The picture above shows how
candlesticks are constructed. The highs
and lows of the time period are called
the "wicks" and the open and close form
the "body". The candle itself is the
"range". When stocks close at the bottom
of the range we conclude that the
sellers are in control. When stocks
close at the top of the range we
conclude that buyers are in control.
Note: In the stock
market, for every buyer there has to be
a seller and for every seller there has
to be a buyer.
If a stock closes at the top of the
range, this means that buyers were more
aggressive and were willing to get in at
any price. The sellers were only willing
to sell at higher prices. This causes
the stock to move up.
If a stock closes at the bottom of
the range, this means that sellers were
more aggressive and were willing to get
out at any price.

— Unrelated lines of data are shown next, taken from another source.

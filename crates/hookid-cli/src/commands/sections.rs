//! Sections command implementation.

use std::path::Path;

use anyhow::{Context, Result};
use hookid::image::{MappedImage, PeImage};
use hookid::version::fixed_file_info;

const IMAGE_SCN_MEM_EXECUTE: u32 = 0x2000_0000;
const IMAGE_SCN_MEM_READ: u32 = 0x4000_0000;
const IMAGE_SCN_MEM_WRITE: u32 = 0x8000_0000;

/// Run the sections command
pub fn run(exe: &Path) -> Result<()> {
    let mapped =
        MappedImage::open(exe).with_context(|| format!("Failed to open {}", exe.display()))?;
    let pe = PeImage::parse(mapped.bytes())
        .with_context(|| format!("{} is not a PE image", exe.display()))?;

    println!("=== {} ===", exe.display());
    match fixed_file_info(&pe) {
        Ok(info) => println!("File version: {}", info.file_version()),
        Err(e) => println!("File version: unavailable ({})", e),
    }
    println!();
    println!(
        "{:<8}  {:>10}  {:>10}  {:>10}  {:>10}  {:>4}",
        "Name", "VA", "VSize", "RawPtr", "RawSize", "Mode"
    );
    for section in pe.sections() {
        println!(
            "{:<8}  0x{:08X}  0x{:08X}  0x{:08X}  0x{:08X}  {:>4}",
            section.name_str(),
            section.virtual_address,
            section.virtual_size,
            section.pointer_to_raw_data,
            section.size_of_raw_data,
            access_mode(section.characteristics)
        );
    }
    println!();
    println!("{} section(s)", pe.sections().len());

    Ok(())
}

/// `RWX`-style summary of the memory characteristics
fn access_mode(characteristics: u32) -> String {
    [
        (IMAGE_SCN_MEM_READ, 'R'),
        (IMAGE_SCN_MEM_WRITE, 'W'),
        (IMAGE_SCN_MEM_EXECUTE, 'X'),
    ]
    .iter()
    .map(|&(flag, c)| if characteristics & flag != 0 { c } else { '-' })
    .collect()
}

The buyers were only
willing to buy at lower prices. This
causes the stock to move down.
Where a stock closes in relation to
the range tells us who is winning the
war between buyers and sellers. This is
the most important thing to know when
reading candlestick charts.
We can classify candles in two
categories: wide range candles (WRC) and
narrow range candles (NRC). Wide range
candles state that there is high
volatility (interest in the stock) and
narrow range candles state that there is
low volatility (little interest in the
stock).
Note that stocks tend to move in
the direction of wide range candles.
The arrows on the chart below show
how stocks move in relation to the range
and closing prices:

Wide Range Candles
If we know that stocks tend to move
in the direction of wide range candles,
we can look to the left of any chart to
gauge the interest of either the buyers
or sellers and trade in the direction of
the trend and the candles.
The importance of this cannot be
overstated! You want to know if there is
interest in the stock and if it is being
accumulated or distributed by
institutional traders.
Narrow Range Candles
Narrow range candles imply low
volatility. This is a period of time
when there is very little interest in
the stock. Looking at the chart above
you can see that these narrow range
candles often lead to reversals (up or
down) because:
Low volatility leads to high
volatility and high volatility leads to
low volatility. So, knowing this,
doesn't it make sense to enter a stock
in periods of low volatility and exit a
stock in periods of high volatility?
Yes.
Hammers, Doji's and Shooting Stars?
The number one rule when reading
candlestick charts is this: You want to
buy stocks when nobody wants it and sell
stocks when everybody wants it! This is
the only way to consistently make money
swing trading!
I know what you’re thinking. You
thought this page was going to be about
hammers, doji’s, and shooting stars.
Sorry to disappoint you, but knowing all
of the different types of candlestick
patterns is really not at all necessary
once you understand why a candle
represents the struggle between buyers
and sellers.
Consider this:

In this picture we see a classic
candlestick pattern called a hammer.
What happened to cause this? The stock
opened, then at some point the sellers
took control of the stock and pushed it
lower. Many traders were shorting this
stock thinking it was headed lower.
But by the end of the day, the buyers
took control, forced those short sellers
to cover their positions, and the stock
had enough strength to close the stock
at the top of the range.
When we are reading candlestick
charts, why would we need to know the
name of the pattern? What we do need to
know is why the candle looks the way
that it does rather than spending our
time memorizing candlestick patterns!